I can’t do it.
I can’t do anything properly.
I couldn’t confront the best friend I lost; I was too scared to actually realize and accept that they are, actually, gone. I didn’t want to hear it even though I had to, so I could finally clarify things and ease my mind. But I couldn’t. Every time I try to, I remember the pain I’ve felt after losing the closest people I’ve once had: my high school best friends, and my first girlfriend. The pain of losing them and having to accept that I couldn’t do anything about it just makes me feel worse.
To add to that, the anxiety attacks I’ve been having has eaten me up, to the point that it’s been harder for me to pretend I’m happy. At worst cases, I’d find myself teary-eyed in public, just like that time when I just broke up with my ex.
I’ve come to the realization that the major burden I’ve brought up to this day to my life was regret: the build-up of not tying loose ends and just letting things fade away, even though I didn’t want to.
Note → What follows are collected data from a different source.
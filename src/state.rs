//! Gauge state: speed, speed-band colors, arrow color and stroke widths.
//!
//! Accessors are plain and unvalidated. Setters mark the state dirty when the
//! stored value actually changes; the host consumes the flag with
//! [`GaugeState::take_dirty`] to decide whether a new frame is needed.

use embedded_graphics::pixelcolor::Rgb565;

use crate::attributes::{Attr, AttributeProvider, ObtainedAttributes};
use crate::colors::BLACK;
use crate::config::{DEFAULT_BODY_STROKE_WIDTH, DEFAULT_SCALE_STROKE_WIDTH};
use crate::styles::PaintSpec;

/// Mutable gauge configuration, owned by a single view.
#[derive(Clone, PartialEq, Eq, Debug)]
pub struct GaugeState {
    speed: i32,
    max_speed: i32,
    low_speed_color: Rgb565,
    normal_speed_color: Rgb565,
    high_speed_color: Rgb565,
    arrow_color: Rgb565,
    body_stroke_width: u32,
    scale_stroke_width: u32,

    /// Set by setters, cleared by `take_dirty`. Starts set so the first frame draws.
    dirty: bool,
}

/// Generates a getter and a dirty-marking setter per field.
macro_rules! accessors {
    ($($(#[$doc:meta])* $field:ident, $setter:ident: $ty:ty;)*) => {
        $(
            $(#[$doc])*
            #[inline]
            pub const fn $field(&self) -> $ty { self.$field }

            $(#[$doc])*
            pub fn $setter(
                &mut self,
                value: $ty,
            ) {
                if self.$field != value {
                    self.$field = value;
                    self.dirty = true;
                }
            }
        )*
    };
}

impl GaugeState {
    /// Zero speed, black colors, default stroke widths.
    pub const fn new() -> Self {
        Self {
            speed: 0,
            max_speed: 0,
            low_speed_color: BLACK,
            normal_speed_color: BLACK,
            high_speed_color: BLACK,
            arrow_color: BLACK,
            body_stroke_width: DEFAULT_BODY_STROKE_WIDTH,
            scale_stroke_width: DEFAULT_SCALE_STROKE_WIDTH,
            dirty: true,
        }
    }

    /// Read the whole state from a style provider.
    ///
    /// The provider is obtained once and released before returning.
    pub fn from_attributes<P>(provider: &mut P) -> Self
    where
        P: AttributeProvider + ?Sized,
    {
        let attrs = ObtainedAttributes::obtain(provider);
        Self {
            speed: attrs.integer(Attr::Speed, 0),
            max_speed: attrs.integer(Attr::MaxSpeed, 0),
            low_speed_color: attrs.color(Attr::LowSpeedColor),
            normal_speed_color: attrs.color(Attr::NormalSpeedColor),
            high_speed_color: attrs.color(Attr::HighSpeedColor),
            arrow_color: attrs.color(Attr::ArrowColor),
            body_stroke_width: attrs.dimension(Attr::BodyStrokeWidth, DEFAULT_BODY_STROKE_WIDTH),
            scale_stroke_width: attrs.dimension(Attr::ScaleStrokeWidth, DEFAULT_SCALE_STROKE_WIDTH),
            dirty: true,
        }
    }

    accessors! {
        /// Current speed.
        speed, set_speed: i32;
        /// Top of the scale.
        max_speed, set_max_speed: i32;
        /// Low speed band color.
        low_speed_color, set_low_speed_color: Rgb565;
        /// Normal speed band color. Also the scale arc's stroke color.
        normal_speed_color, set_normal_speed_color: Rgb565;
        /// High speed band color.
        high_speed_color, set_high_speed_color: Rgb565;
        /// Needle color.
        arrow_color, set_arrow_color: Rgb565;
        /// Body ring stroke width in pixels.
        body_stroke_width, set_body_stroke_width: u32;
        /// Scale arc stroke width in pixels.
        scale_stroke_width, set_scale_stroke_width: u32;
    }

    /// Paint for the body ring.
    #[inline]
    pub const fn body_paint(&self) -> PaintSpec { PaintSpec::body(self.body_stroke_width) }

    /// Paint for the scale arc.
    ///
    /// Uses the normal speed color; the three bands are not blended.
    #[inline]
    pub const fn scale_paint(&self) -> PaintSpec { PaintSpec::new(self.normal_speed_color, self.scale_stroke_width) }

    /// Whether a setter changed something since the last [`take_dirty`](Self::take_dirty).
    #[inline]
    pub const fn is_dirty(&self) -> bool { self.dirty }

    /// Return the dirty flag and clear it.
    #[inline]
    pub const fn take_dirty(&mut self) -> bool {
        let dirty = self.dirty;
        self.dirty = false;
        dirty
    }

    /// Force the next frame to redraw.
    #[inline]
    pub const fn mark_dirty(&mut self) { self.dirty = true; }
}

impl Default for GaugeState {
    fn default() -> Self { Self::new() }
}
I tried to make a move, but I didn’t want to force it. I didn’t want to chase again, like I did to my old friends. I am tired, but I do know I did want to chase. I wanted to fight for it, thinking that this time around It might’ve been worth it. But no matter how much I say, I just couldn’t. The pain and exhaustion already dragged me down to this point; I’m too tired to go on.
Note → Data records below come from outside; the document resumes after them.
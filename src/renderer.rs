//! Gauge renderer: turns the two ring rectangles into draw calls.
//!
//! Each render pass issues four commands, always in this order:
//!
//! | # | Primitive | Rect  | Start | Sweep | Paint |
//! |---|-----------|-------|-------|-------|-------|
//! | 1 | Arc       | body  | -90   | 360   | body  |
//! | 2 | Outline   | body  |       |       | body  |
//! | 3 | Arc       | scale | -65   | 330   | scale |
//! | 4 | Outline   | scale |       |       | scale |
//!
//! The outlines duplicate the arcs' bounding boxes; existing skins rely on
//! them so they stay. Angles never depend on the gauge state.

use crate::config::{BODY_START_ANGLE, BODY_SWEEP_ANGLE, SCALE_START_ANGLE, SCALE_SWEEP_ANGLE};
use crate::layout::LayoutRect;
use crate::styles::PaintSpec;
use crate::surface::GaugeSurface;

/// Stateless gauge renderer.
#[derive(Clone, Copy, Debug, Default)]
pub struct GaugeRenderer;

impl GaugeRenderer {
    /// Issue the body ring and scale arc draw commands.
    pub fn render<S>(
        surface: &mut S,
        body_rect: LayoutRect,
        scale_rect: LayoutRect,
        body_paint: PaintSpec,
        scale_paint: PaintSpec,
    ) -> Result<(), S::Error>
    where
        S: GaugeSurface + ?Sized,
    {
        surface.draw_arc(body_rect, BODY_START_ANGLE, BODY_SWEEP_ANGLE, body_paint)?;
        surface.draw_rect(body_rect, body_paint)?;
        surface.draw_arc(scale_rect, SCALE_START_ANGLE, SCALE_SWEEP_ANGLE, scale_paint)?;
        surface.draw_rect(scale_rect, scale_paint)?;
        Ok(())
    }
}

#[cfg(test)]
mod tests {
    use super::*;
    use crate::colors::{GREEN, RED, WHITE};
    use crate::layout::{Padding, layout_body_rect, layout_scale_rect};
    use crate::surface::{CommandRecorder, DrawCommand};

    fn reference_rects() -> (LayoutRect, LayoutRect) {
        (
            layout_body_rect(300, 300, Padding::ZERO, 10),
            layout_scale_rect(300, 300, Padding::ZERO, 10, 5),
        )
    }

    #[test]
    fn test_render_issues_commands_in_order() {
        let (body, scale) = reference_rects();
        let body_paint = PaintSpec::body(10);
        let scale_paint = PaintSpec::new(GREEN, 5);
        let mut recorder = CommandRecorder::new();

        GaugeRenderer::render(&mut recorder, body, scale, body_paint, scale_paint).unwrap();

        assert_eq!(
            recorder.commands(),
            &[
                DrawCommand::Arc { rect: body, start_angle: -90.0, sweep_angle: 360.0, paint: body_paint },
                DrawCommand::Rect { rect: body, paint: body_paint },
                DrawCommand::Arc { rect: scale, start_angle: -65.0, sweep_angle: 330.0, paint: scale_paint },
                DrawCommand::Rect { rect: scale, paint: scale_paint },
            ]
        );
    }

    #[test]
    fn test_arc_angles_independent_of_paint() {
        let (body, scale) = reference_rects();

        for (color, width) in [(RED, 1), (WHITE, 20), (GREEN, 0)] {
            let mut recorder = CommandRecorder::new();
            GaugeRenderer::render(&mut recorder, body, scale, PaintSpec::new(color, width), PaintSpec::new(color, width))
                .unwrap();

            let arcs = recorder.commands().iter().filter_map(|command| match command {
                DrawCommand::Arc { start_angle, sweep_angle, .. } => Some((*start_angle, *sweep_angle)),
                _ => None,
            });
            let mut count = 0;
            for (i, angles) in arcs.enumerate() {
                let expected = if i == 0 { (-90.0, 360.0) } else { (-65.0, 330.0) };
                assert_eq!(angles, expected);
                count += 1;
            }
            assert_eq!(count, 2);
        }
    }
}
I also had the chance to talk to an old blockmate, who decided to drop some subjects because he was “too lazy”. He was, in a way, like me. Wearing a mask of being strong and enduring, calm and cool. But I do know that he wasn’t. I asked his close friend if he had any problems, and he in fact did. He was mad at the block, our block, for some reason concerning his relationship with his girlfriend, which somehow was put into jeopardy by something the block probably did. He was mad about it, and decided to detach from us.
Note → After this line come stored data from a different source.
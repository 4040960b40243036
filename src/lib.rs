//! Circular speedometer gauge widget.
//!
//! Draws a body ring and a partial scale arc onto any `embedded-graphics`
//! draw target. The crate is platform-agnostic and `no_std`:
//!
//! - [`attributes`]: Style attribute provider and scoped acquisition guard
//! - [`colors`]: RGB565 constants and ARGB conversion
//! - [`config`]: Arc angles, stroke defaults, frame timing
//! - [`measure`]: Per-axis constraints and square extent resolution
//! - [`layout`]: Padding and the body/scale rectangles
//! - [`styles`]: Stroke paint specifications
//! - [`surface`]: Drawing surface trait, `DrawTarget` adapter, command recorder
//! - [`renderer`]: The four draw commands of a gauge frame
//! - [`state`]: Speed, colors and stroke widths with dirty tracking
//! - [`animations`]: Frame ticker and redraw policy
//! - [`view`]: The widget as a host toolkit drives it
//! - [`debug_log`]: Ring buffer of debug messages
//!
//! # Testing
//!
//! Tests run with `std` enabled (via `cfg_attr`), the library itself stays
//! `no_std`.
//!
//! ```bash
//! cargo test --lib
//! cargo run --features simulator --bin simulator
//! ```

#![cfg_attr(not(test), no_std)]
// Crate-level lints
#![allow(clippy::cast_possible_truncation)]
#![allow(clippy::cast_possible_wrap)]
#![allow(clippy::cast_sign_loss)]

pub mod animations;
pub mod attributes;
pub mod colors;
pub mod config;
pub mod debug_log;
pub mod layout;
pub mod measure;
pub mod renderer;
pub mod state;
pub mod styles;
pub mod surface;
pub mod view;

// Re-export commonly used items
pub use animations::{FrameTicker, RedrawPolicy};
pub use attributes::{Attr, AttributeProvider, ObtainedAttributes, StyleSheet};
pub use layout::{LayoutRect, Padding, layout_body_rect, layout_scale_rect};
pub use measure::{Constraint, compute_square_extent, resolve_size};
pub use renderer::GaugeRenderer;
pub use state::GaugeState;
pub use styles::PaintSpec;
pub use surface::{Canvas, CommandRecorder, DrawCommand, GaugeSurface, RecorderFull};
pub use view::GaugeView;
I wanted to reach out, to tell him that I was there if he needed someone to talk to, because I know I would’ve wanted that if I was in his position. But in the end, I couldn’t. His mask was still on, unlike mine, and I decided to tell myself that it’d be stupid to tell him something like that. He was stronger than me, I thought. To tell him I was there for him would be ironic, considering that I was the one who needed someone to be there.
So now, here I am, again, back to being alone, but worse. I’ve made a move, like I’ve always told myself not to, and now I face consequences. Now I feel worse, which clearly wouldn’t help my studying routine for the upcoming exams.
I wonder when this will end.
Anonymous asked: You can never be really ready. Never really perfect. And never know everything. From just one experience, one relationship, you feel like you've learned already and try so hard not to repeat mistakes, but not really. I'm not 'belittling' your experience with your past relationship believe me but I'm just saying, don't be too hard on yourself. Okay? There's always room for improvement, as they say. There's still room to learn more, to experience, to even have those mistakes again but it's okay.
Thank you for the heads up. :)
I have a stupid thought.
But it might not be as pointless as it sounds.
What if….this whole time…I’ve loved being pathetic?
Yes. What if I liked the feeling? Of suffering, of being hopeless, of crying, of feeling like shit about myself? It might sound ironic, but then, I think it’ll be close if I’d say I’m an emotional masochist.
I know it’s weird, but I can’t think of any other reason why this is happening to me.
And the source… Dunno. Maybe it’s the anime I kept on watching back in high school, and my subconscious preference for looking at the side characters who usually get rejected by the protagonists? Add to that the awful experience I had with my first relationship?
I don’t know why I’m feeling like this. At 19 years old, I could definitely say I still don’t understand something I’m currenty feeling.
I feel exhausted. For no specific reason. Or at least, for a reason I still can’t define up to now.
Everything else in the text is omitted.